I've been meaning to play with this for years, so I took the opportunity
to spend a little time on it. :)
Below is a (slightly hacky) patch I came up with. It seems to work, and
produces really great output in some cases. For instance, in 99a2cfb, it
produces (I put highlighted bits in angle brackets):
- <hash>cpy(peeled, <sha1>);
+ <oid>cpy(<&>peeled, <oid>);
It also produces nonsense like:
- <un>s<ign>ed <char >peeled<[20]>;
+ s<truct obj>e<ct_i>d peeled;
but I think that is simply because my splitting function is terrible (it
splits each byte, whereas we'd probably want to use whitespace and
punctuation, or something content-specific).
---
diff --git a/contrib/diff-highlight/diff-highlight b/contrib/diff-highlight/diff-highlight
index ffefc31..7165518 100755
--- a/contrib/diff-highlight/diff-highlight
+++ b/contrib/diff-highlight/diff-highlight
@@ -3,6 +3,7 @@
use 5.008;
use warnings FATAL => 'all';
use strict;
+use Algorithm::Diff;
# Highlight by reversing foreground and background. You could do
# other things like bold or underline if you prefer.

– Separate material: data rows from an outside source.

// Class-agnostic non-max suppression over boxes pooled from every tile.

use crate::core_modules::detection::DetectionBox;

/// Returns the indices of surviving boxes, highest confidence first.
///
/// Boxes at or below `score_threshold` are discarded. Remaining boxes are taken
/// in descending confidence (stable for ties) and a box survives only if its
/// IoU with every earlier survivor is at most `iou_threshold`.
pub fn non_max_suppression(
    boxes: &[DetectionBox],
    score_threshold: f32,
    iou_threshold: f32,
) -> Vec<usize> {
    let mut candidates: Vec<usize> = (0..boxes.len())
        .filter(|&i| boxes[i].confidence > score_threshold)
        .collect();
    candidates.sort_by(|&a, &b| boxes[b].confidence.total_cmp(&boxes[a].confidence));

    let mut kept: Vec<usize> = Vec::with_capacity(candidates.len());
    for i in candidates {
        let overlaps = kept
            .iter()
            .any(|&k| boxes[k].rect.iou(&boxes[i].rect) > iou_threshold);
        if !overlaps {
            kept.push(i);
        }
    }
    kept
}

#[cfg(test)]
mod tests {
    use super::*;
    use crate::core_modules::detection::BoxRect;

    fn det(x: f32, y: f32, size: f32, confidence: f32, class_id: usize) -> DetectionBox {
        DetectionBox {
            rect: BoxRect::new(x, y, size, size),
            class_id,
            confidence,
            tile_index: 0,
        }
    }

    #[test]
    fn overlapping_boxes_keep_the_stronger_one() {
        let boxes = vec![det(0.0, 0.0, 10.0, 0.6, 0), det(1.0, 1.0, 10.0, 0.9, 1)];
        assert_eq!(non_max_suppression(&boxes, 0.05, 0.05), vec![1]);
    }

    #[test]
    fn suppression_ignores_class() {
        let boxes = vec![det(0.0, 0.0, 10.0, 0.9, 0), det(0.0, 0.0, 10.0, 0.8, 1)];
        assert_eq!(non_max_suppression(&boxes, 0.05, 0.5), vec![0]);
    }

    #[test]
    fn weak_boxes_never_survive() {
        let boxes = vec![det(0.0, 0.0, 10.0, 0.05, 0), det(50.0, 50.0, 10.0, 0.04, 0)];
        assert!(non_max_suppression(&boxes, 0.05, 0.5).is_empty());
    }

    #[test]
    fn disjoint_boxes_come_back_by_confidence() {
        let boxes = vec![
            det(0.0, 0.0, 10.0, 0.3, 0),
            det(100.0, 0.0, 10.0, 0.9, 0),
            det(200.0, 0.0, 10.0, 0.6, 0),
        ];
        assert_eq!(non_max_suppression(&boxes, 0.05, 0.05), vec![1, 2, 0]);
    }

    #[test]
    fn iou_threshold_bounds_survival() {
        // IoU is 1/3.
        let boxes = vec![det(0.0, 0.0, 10.0, 0.9, 0), det(5.0, 0.0, 10.0, 0.8, 0)];
        assert_eq!(non_max_suppression(&boxes, 0.05, 0.5).len(), 2);
        assert_eq!(non_max_suppression(&boxes, 0.05, 0.3).len(), 1);
    }
}
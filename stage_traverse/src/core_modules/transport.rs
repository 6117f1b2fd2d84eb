// THEORY:
// The `transport` module is the seam between the stage worker and the physical
// byte stream. The worker only ever sees the `Transport` trait, so the real serial
// driver lives outside this crate and the in-memory `SimulatedStage` can stand in
// for it in tests and dry runs.
//
// The trait is blocking. Exactly one thread, the stage worker, ever owns a
// transport.

use serde::{Deserialize, Serialize};
use std::sync::{Arc, Mutex, MutexGuard};
use std::time::Duration;

use crate::core_modules::stage_protocol::{
    POLL_COMMAND, format_position_reply, parse_move_command,
};
use crate::error::TransportError;

/// Parity bit for the serial line. The bench controller runs without one; the
/// other settings exist for drivers talking to differently wired controllers.
#[derive(Debug, Clone, Copy, PartialEq, Eq, Serialize, Deserialize)]
pub enum Parity {
    None,
    Odd,
    Even,
}

/// Line settings applied to the port after every open.
#[derive(Debug, Clone, PartialEq, Serialize, Deserialize)]
#[serde(default)]
pub struct SerialSettings {
    pub baud_rate: u32,
    pub data_bits: u8,
    pub stop_bits: u8,
    pub parity: Parity,
    pub read_timeout_ms: u64,
    pub write_timeout_ms: u64,
}

impl Default for SerialSettings {
    fn default() -> Self {
        Self {
            baud_rate: 9600,
            data_bits: 8,
            stop_bits: 1,
            parity: Parity::None,
            read_timeout_ms: 2000,
            write_timeout_ms: 2000,
        }
    }
}

/// A byte stream to the stage controller.
///
/// The hardware serial driver is supplied by the host application. Drivers report
/// `TransportError::Open`, `Configure`, `Write` and `Read` from the matching calls;
/// a read that simply times out returns `Ok(0)` rather than an error.
pub trait Transport: Send + 'static {
    fn open(&mut self, port: &str) -> Result<(), TransportError>;

    fn configure(&mut self, settings: &SerialSettings) -> Result<(), TransportError>;

    fn write(&mut self, bytes: &[u8]) -> Result<usize, TransportError>;

    /// Reads whatever is available into `buf`. Returns 0 when nothing arrived
    /// within the port's own read timeout.
    fn read(&mut self, buf: &mut [u8]) -> Result<usize, TransportError>;

    fn close(&mut self);
}

/// Timing for collecting a controller reply.
#[derive(Debug, Clone, Copy, PartialEq)]
pub struct ResponseTiming {
    /// Pause before the first read, giving the controller time to answer.
    pub initial_delay: Duration,
    /// Pause between empty reads.
    pub poll_interval: Duration,
    /// Total budget; the number of read attempts is `max_wait / poll_interval`.
    pub max_wait: Duration,
}

/// Reads until a CR or LF shows up or the attempt budget runs out.
///
/// Returns whatever text was collected, which may be empty.
pub fn read_response<T: Transport + ?Sized>(
    transport: &mut T,
    timing: &ResponseTiming,
) -> Result<String, TransportError> {
    let mut response = String::new();
    let mut buffer = [0u8; 512];

    std::thread::sleep(timing.initial_delay);

    let interval = timing.poll_interval.max(Duration::from_millis(1));
    let attempts = (timing.max_wait.as_millis() / interval.as_millis()).max(1);

    for _ in 0..attempts {
        let n = transport.read(&mut buffer)?;
        if n > 0 {
            response.push_str(&String::from_utf8_lossy(&buffer[..n]));
            if response.contains(['\r', '\n']) {
                break;
            }
        }
        if response.is_empty() {
            std::thread::sleep(interval);
        }
    }

    Ok(response)
}

/// Observable state of a `SimulatedStage`.
#[derive(Debug, Clone, Default)]
pub struct SimulatorState {
    /// Absolute position in controller units.
    pub units: [i64; 3],
    /// Every line written to the port, poll commands included.
    pub written: Vec<String>,
    pub opens: usize,
    pub closes: usize,
    /// Next `open` calls that should fail.
    pub fail_opens: usize,
    /// Answer polls with a line that has no position delimiter.
    pub garble_replies: bool,
    /// Fail every `read` as a broken line would.
    pub fail_reads: bool,
    is_open: bool,
    pending_reply: Vec<u8>,
}

/// In-memory stand-in for the stage controller.
///
/// Clones share state, so a test can keep one clone as a probe while the stage
/// worker owns the other.
#[derive(Debug, Clone, Default)]
pub struct SimulatedStage {
    state: Arc<Mutex<SimulatorState>>,
}

impl SimulatedStage {
    pub fn new() -> Self {
        Self::default()
    }

    /// Starts the simulated stage at `units` (controller units).
    pub fn at_units(units: [i64; 3]) -> Self {
        let sim = Self::default();
        sim.lock().units = units;
        sim
    }

    fn lock(&self) -> MutexGuard<'_, SimulatorState> {
        // A poisoned simulator only means a test thread panicked mid-write; the
        // data is still the best record we have.
        self.state.lock().unwrap_or_else(|e| e.into_inner())
    }

    pub fn snapshot(&self) -> SimulatorState {
        self.lock().clone()
    }

    pub fn units(&self) -> [i64; 3] {
        self.lock().units
    }

    /// Move lines written so far, polls excluded.
    pub fn move_commands(&self) -> Vec<String> {
        self.lock()
            .written
            .iter()
            .filter(|l| l.as_str() != POLL_COMMAND)
            .cloned()
            .collect()
    }

    pub fn fail_next_opens(&self, count: usize) {
        self.lock().fail_opens = count;
    }

    pub fn set_garble_replies(&self, garble: bool) {
        self.lock().garble_replies = garble;
    }

    pub fn set_fail_reads(&self, fail: bool) {
        self.lock().fail_reads = fail;
    }
}

impl Transport for SimulatedStage {
    fn open(&mut self, port: &str) -> Result<(), TransportError> {
        let mut s = self.lock();
        if s.fail_opens > 0 {
            s.fail_opens -= 1;
            return Err(TransportError::Open {
                port: port.to_string(),
                reason: "simulated open failure".to_string(),
            });
        }
        s.opens += 1;
        s.is_open = true;
        Ok(())
    }

    fn configure(&mut self, _settings: &SerialSettings) -> Result<(), TransportError> {
        if self.lock().is_open {
            Ok(())
        } else {
            Err(TransportError::NotOpen)
        }
    }

    fn write(&mut self, bytes: &[u8]) -> Result<usize, TransportError> {
        let mut s = self.lock();
        if !s.is_open {
            return Err(TransportError::NotOpen);
        }
        let line = String::from_utf8_lossy(bytes).into_owned();

        if line == POLL_COMMAND {
            let reply = if s.garble_replies {
                "/0?garbled\r\n".to_string()
            } else {
                format_position_reply(s.units)
            };
            s.pending_reply.extend_from_slice(reply.as_bytes());
        } else {
            match parse_move_command(&line) {
                Ok(Some(parsed)) => {
                    let sign = parsed.direction.sign();
                    for (axis, step) in s.units.iter_mut().zip(parsed.displacement_units) {
                        *axis += sign * step;
                    }
                }
                Ok(None) => {}
                Err(e) => tracing::warn!("simulator ignoring unrecognised line: {e}"),
            }
        }

        s.written.push(line);
        Ok(bytes.len())
    }

    fn read(&mut self, buf: &mut [u8]) -> Result<usize, TransportError> {
        let mut s = self.lock();
        if !s.is_open {
            return Err(TransportError::NotOpen);
        }
        if s.fail_reads {
            return Err(TransportError::Read("simulated line fault".to_string()));
        }
        let n = s.pending_reply.len().min(buf.len());
        buf[..n].copy_from_slice(&s.pending_reply[..n]);
        s.pending_reply.drain(..n);
        Ok(n)
    }

    fn close(&mut self) {
        let mut s = self.lock();
        if s.is_open {
            s.closes += 1;
        }
        s.is_open = false;
        s.pending_reply.clear();
    }
}

#[cfg(test)]
mod tests {
    use super::*;
    use std::time::Instant;

    fn timed<R>(f: impl FnOnce() -> R) -> (R, Duration) {
        let start = Instant::now();
        let r = f();
        (r, start.elapsed())
    }

    fn fast_timing() -> ResponseTiming {
        ResponseTiming {
            initial_delay: Duration::ZERO,
            poll_interval: Duration::from_millis(1),
            max_wait: Duration::from_millis(20),
        }
    }

    #[test]
    fn simulator_answers_polls_with_its_position() {
        let mut sim = SimulatedStage::at_units([10, -20, 30]);
        sim.open("SIM").unwrap();
        sim.write(POLL_COMMAND.as_bytes()).unwrap();
        let reply = read_response(&mut sim, &fast_timing()).unwrap();
        assert_eq!(reply, "/0`10,-20,30\r\n");
    }

    #[test]
    fn simulator_integrates_moves() {
        let mut sim = SimulatedStage::new();
        sim.open("SIM").unwrap();
        sim.write(b"/1V880,880P88,44R\r\n").unwrap();
        sim.write(b"/1V,,100D,,5R\r\n").unwrap();
        sim.write(b"0").unwrap();
        assert_eq!(sim.units(), [88, 44, -5]);
        assert_eq!(sim.move_commands().len(), 3);
    }

    #[test]
    fn closed_simulator_rejects_io() {
        let mut sim = SimulatedStage::new();
        assert!(matches!(sim.write(b"0"), Err(TransportError::NotOpen)));
        sim.fail_next_opens(1);
        assert!(sim.open("SIM").is_err());
        assert!(sim.open("SIM").is_ok());
        sim.close();
        assert_eq!(sim.snapshot().closes, 1);
    }

    #[test]
    fn read_faults_surface_from_read_response() {
        let mut sim = SimulatedStage::new();
        sim.open("SIM").unwrap();
        sim.set_fail_reads(true);
        sim.write(POLL_COMMAND.as_bytes()).unwrap();
        assert!(matches!(
            read_response(&mut sim, &fast_timing()),
            Err(TransportError::Read(_))
        ));
    }

    #[test]
    fn empty_reply_times_out_to_empty_string() {
        let mut sim = SimulatedStage::new();
        sim.open("SIM").unwrap();
        let (reply, elapsed) = timed(|| read_response(&mut sim, &fast_timing()));
        assert_eq!(reply.unwrap(), "");
        assert!(elapsed >= Duration::from_millis(20));
    }
}
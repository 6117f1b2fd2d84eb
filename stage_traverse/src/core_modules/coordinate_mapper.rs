// THEORY:
// The `coordinate_mapper` bridges the two spaces the rig works in: image pixels,
// where detections are found, and stage real-world units, where the stage moves.
// Three calibration pairs pin down an affine transform exactly, so no fitting or
// outlier rejection is involved. Points are normalized before the solve to keep
// the 3x3 system well conditioned at camera-sized pixel coordinates.

use nalgebra::{Matrix3, Vector3};
use serde::{Deserialize, Serialize};

use crate::core_modules::detection::DetectionBox;
use crate::error::CalibrationError;

/// Below this, the normalized system is treated as singular.
const DEGENERATE_DETERMINANT: f64 = 1e-9;

#[derive(Debug, Clone, Copy, PartialEq, Default, Serialize, Deserialize)]
pub struct Point2 {
    pub x: f64,
    pub y: f64,
}

impl Point2 {
    pub fn new(x: f64, y: f64) -> Self {
        Self { x, y }
    }

    pub fn distance_squared(&self, other: &Point2) -> f64 {
        let dx = self.x - other.x;
        let dy = self.y - other.y;
        dx * dx + dy * dy
    }
}

/// Row-major 2x3 affine matrix, image point to real-world point.
#[derive(Debug, Clone, Copy, PartialEq, Serialize, Deserialize)]
pub struct AffineTransform {
    pub matrix: [[f64; 3]; 2],
}

impl AffineTransform {
    pub fn identity() -> Self {
        Self {
            matrix: [[1.0, 0.0, 0.0], [0.0, 1.0, 0.0]],
        }
    }

    pub fn map_point(&self, p: Point2) -> Point2 {
        let [a, b] = self.matrix;
        Point2 {
            x: a[0] * p.x + a[1] * p.y + a[2],
            y: b[0] * p.x + b[1] * p.y + b[2],
        }
    }

    /// Maps the centroid of every box, preserving order.
    pub fn map_path(&self, boxes: &[DetectionBox]) -> Vec<Point2> {
        boxes.iter().map(|b| self.map_point(b.centroid())).collect()
    }
}

/// Translates the centroid to the origin and scales the mean distance to sqrt(2).
fn normalizing_transform(points: &[Point2]) -> Matrix3<f64> {
    let n = points.len() as f64;
    let cx = points.iter().map(|p| p.x).sum::<f64>() / n;
    let cy = points.iter().map(|p| p.y).sum::<f64>() / n;
    let mean_dist = points
        .iter()
        .map(|p| ((p.x - cx).powi(2) + (p.y - cy).powi(2)).sqrt())
        .sum::<f64>()
        / n;
    let s = if mean_dist > 1e-15 {
        std::f64::consts::SQRT_2 / mean_dist
    } else {
        1.0
    };
    Matrix3::new(s, 0.0, -s * cx, 0.0, s, -s * cy, 0.0, 0.0, 1.0)
}

/// Solves the affine transform carrying each `image` point onto its `world` point.
pub fn compute_transform(
    image: &[Point2],
    world: &[Point2],
) -> Result<AffineTransform, CalibrationError> {
    if image.len() != 3 || world.len() != 3 {
        return Err(CalibrationError::WrongPointCount {
            image: image.len(),
            world: world.len(),
        });
    }

    // --- 1. Normalize the image points ---
    let t = normalizing_transform(image);
    let normalized: Vec<Vector3<f64>> = image
        .iter()
        .map(|p| t * Vector3::new(p.x, p.y, 1.0))
        .collect();

    // --- 2. Solve P * m = w for each output axis ---
    let p = Matrix3::from_rows(&[
        normalized[0].transpose(),
        normalized[1].transpose(),
        normalized[2].transpose(),
    ]);
    if p.determinant().abs() < DEGENERATE_DETERMINANT {
        return Err(CalibrationError::Degenerate);
    }
    let p_inv = p.try_inverse().ok_or(CalibrationError::Degenerate)?;
    let mx = p_inv * Vector3::new(world[0].x, world[1].x, world[2].x);
    let my = p_inv * Vector3::new(world[0].y, world[1].y, world[2].y);

    // --- 3. Fold the normalization back in ---
    let rx = mx.transpose() * t;
    let ry = my.transpose() * t;

    let transform = AffineTransform {
        matrix: [[rx[0], rx[1], rx[2]], [ry[0], ry[1], ry[2]]],
    };
    tracing::info!(matrix = ?transform.matrix, "calibration transform computed");
    Ok(transform)
}
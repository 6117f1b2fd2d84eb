// THEORY:
// This file is the entry point for the `stage_traverse` library crate. The crate
// is split into two halves that meet in `RigSession`:
//
// - The motion half: `stage_protocol` (pure wire codec), `transport` (the byte
//   stream seam), `stage_controller` (the single-worker actor that owns the stage)
//   and `traversal` (the operator-paced waypoint walker).
// - The detection half: `tiling`, `detection`, `nms` and `path_planner`, fronted by
//   `pipeline`, turning per-tile network output into an ordered path, plus the
//   `coordinate_mapper` that carries that path into stage space.
//
// The public API below re-exports what a host application needs; the
// `core_modules` stay reachable for callers that want the individual pieces.

pub mod config;
pub mod core_modules;
pub mod error;
pub mod pipeline;
pub mod rig;

pub use config::{CalibrationConfig, RigConfig};
pub use core_modules::coordinate_mapper::{AffineTransform, Point2, compute_transform};
pub use core_modules::detection::{BoxRect, DetectionBox, TileTensor};
pub use core_modules::jog::{Jog, JogSpeed};
pub use core_modules::stage_controller::{MoveOutcome, StageConfig, StageController, StageHandle};
pub use core_modules::stage_protocol::{Axes, AxisScale, MoveRequest, Position};
pub use core_modules::transport::{SerialSettings, SimulatedStage, Transport};
pub use core_modules::traversal::{
    TraversalConfig, TraversalController, TraversalEvent, TraversalHandle, TraversalOutcome,
    TraversalState,
};
pub use error::{
    CalibrationError, ConfigError, DecodeError, PostprocessError, RigError, StageError,
    TransportError, TraversalError,
};
pub use pipeline::{DetectionConfig, InferenceEngine, TiledDetectionPipeline};
pub use rig::RigSession;
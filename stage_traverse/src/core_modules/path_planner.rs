// Greedy nearest-neighbour ordering of detections into a visitation path.

use crate::core_modules::coordinate_mapper::Point2;
use crate::core_modules::detection::DetectionBox;

/// Visit order over `points`, starting at index 0.
///
/// Each step picks the unvisited point closest (squared distance) to the last
/// visited one. Ties go to the lowest index, so the result is deterministic.
pub fn nearest_neighbor_order(points: &[Point2]) -> Vec<usize> {
    let n = points.len();
    if n == 0 {
        return Vec::new();
    }

    let mut visited = vec![false; n];
    let mut order = Vec::with_capacity(n);
    let mut current = 0;
    visited[0] = true;
    order.push(0);

    for _ in 1..n {
        let from = points[current];
        let mut nearest = None;
        let mut best = f64::INFINITY;
        for (i, p) in points.iter().enumerate() {
            if visited[i] {
                continue;
            }
            let d = from.distance_squared(p);
            if d < best || nearest.is_none() {
                best = d;
                nearest = Some(i);
            }
        }
        let Some(next) = nearest else { break };
        visited[next] = true;
        order.push(next);
        current = next;
    }
    order
}

/// Reorders detections by centroid into a nearest-neighbour path.
pub fn order_detections(boxes: Vec<DetectionBox>) -> Vec<DetectionBox> {
    let centroids: Vec<Point2> = boxes.iter().map(DetectionBox::centroid).collect();
    let order = nearest_neighbor_order(&centroids);
    let mut slots: Vec<Option<DetectionBox>> = boxes.into_iter().map(Some).collect();
    order.into_iter().filter_map(|i| slots[i].take()).collect()
}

@@ -88,131 +89,54 @@ sub show_hunk {
return;
}
- # If we have mismatched numbers of lines on each side, we could try to
- # be clever and match up similar lines. But for now we are simple and
- # stupid, and only handle multi-line hunks that remove and add the same
- # number of lines.
- if (@$a != @$b) {
- print @$a, @$b;
- return;
- }
-
- my @queue;
- for (my $i = 0; $i < @$a; $i++) {
- my ($rm, $add) = highlight_pair($a->[$i], $b->[$i]);
- print $rm;
- push @queue, $add;
- }
- print @queue;
-}
-
-sub highlight_pair {
- my @a = split_line(shift);
- my @b = split_line(shift);
+ my ($prefix_a, $suffix_a, @hunk_a) = split_hunk(@$a);
+ my ($prefix_b, $suffix_b, @hunk_b) = split_hunk(@$b);
- # Find common prefix, taking care to skip any ansi
- # color codes.
- my $seen_plusminus;
- my ($pa, $pb) = (0, 0);
- while ($pa < @a && $pb < @b) {
- if ($a[$pa] =~ /$COLOR/) {
- $pa++;
- }
- elsif ($b[$pb] =~ /$COLOR/) {
- $pb++;
- }
- elsif ($a[$pa] eq $b[$pb]) {
- $pa++;
- $pb++;
- }
- elsif (!$seen_plusminus && $a[$pa] eq '-' && $b[$pb] eq '+') {
- $seen_plusminus = 1;
- $pa++;
- $pb++;
- }
- else {
- last;
- }
- }
+ my $diff = Algorithm::Diff->new(\@hunk_a, \@hunk_b);
+ my (@out_a, @out_b);
+ while ($diff->Next()) {
+ my $bits = $diff->Diff();
- # Find common suffix, ignoring colors.
- my ($sa, $sb) = ($#a, $#b);
- while ($sa >= $pa && $sb >= $pb) {
- if ($a[$sa] =~ /$COLOR/) {
- $sa--;
- }
- elsif ($b[$sb] =~ /$COLOR/) {
- $sb--;
- }
- elsif ($a[$sa] eq $b[$sb]) {
- $sa--;
- $sb--;
- }
- else {
- last;
- }
- }
+ push @out_a, $OLD_HIGHLIGHT[1] if $bits & 1;
+ push @out_a, $diff->Items(1);
+ push @out_a, $OLD_HIGHLIGHT[2] if $bits & 1;
- if (is_pair_interesting(\@a, $pa, $sa, \@b, $pb, $sb)) {
- return highlight_line(\@a, $pa, $sa, \@OLD_HIGHLIGHT),
- highlight_line(\@b, $pb, $sb, \@NEW_HIGHLIGHT);
- }
- else {
- return join('', @a),
- join('', @b);
+ push @out_b, $NEW_HIGHLIGHT[1] if $bits & 2;
+ push @out_b, $diff->Items(2);
+ push @out_b, $NEW_HIGHLIGHT[2] if $bits & 2;
}
-}
-sub split_line {
- local $_ = shift;
- return utf8::decode($_) ?
- map { utf8::encode($_); $_ }
- map { /$COLOR/ ? $_ : (split //) }
- split /($COLOR+)/ :
- map { /$COLOR/ ? $_ : (split //) }
- split /($COLOR+)/;
+ output_split_hunk($prefix_a, $suffix_a, @out_a);
+ output_split_hunk($prefix_b, $suffix_b, @out_b);
}
-sub highlight_line {
- my ($line, $prefix, $suffix, $theme) = @_;
-
- my $start = join('', @{$line}[0..($prefix-1)]);
- my $mid = join('', @{$line}[$prefix..$suffix]);
- my $end = join('', @{$line}[($suffix+1)..$#$line]);
-
- # If we have a "normal" color specified, then take over the whole line.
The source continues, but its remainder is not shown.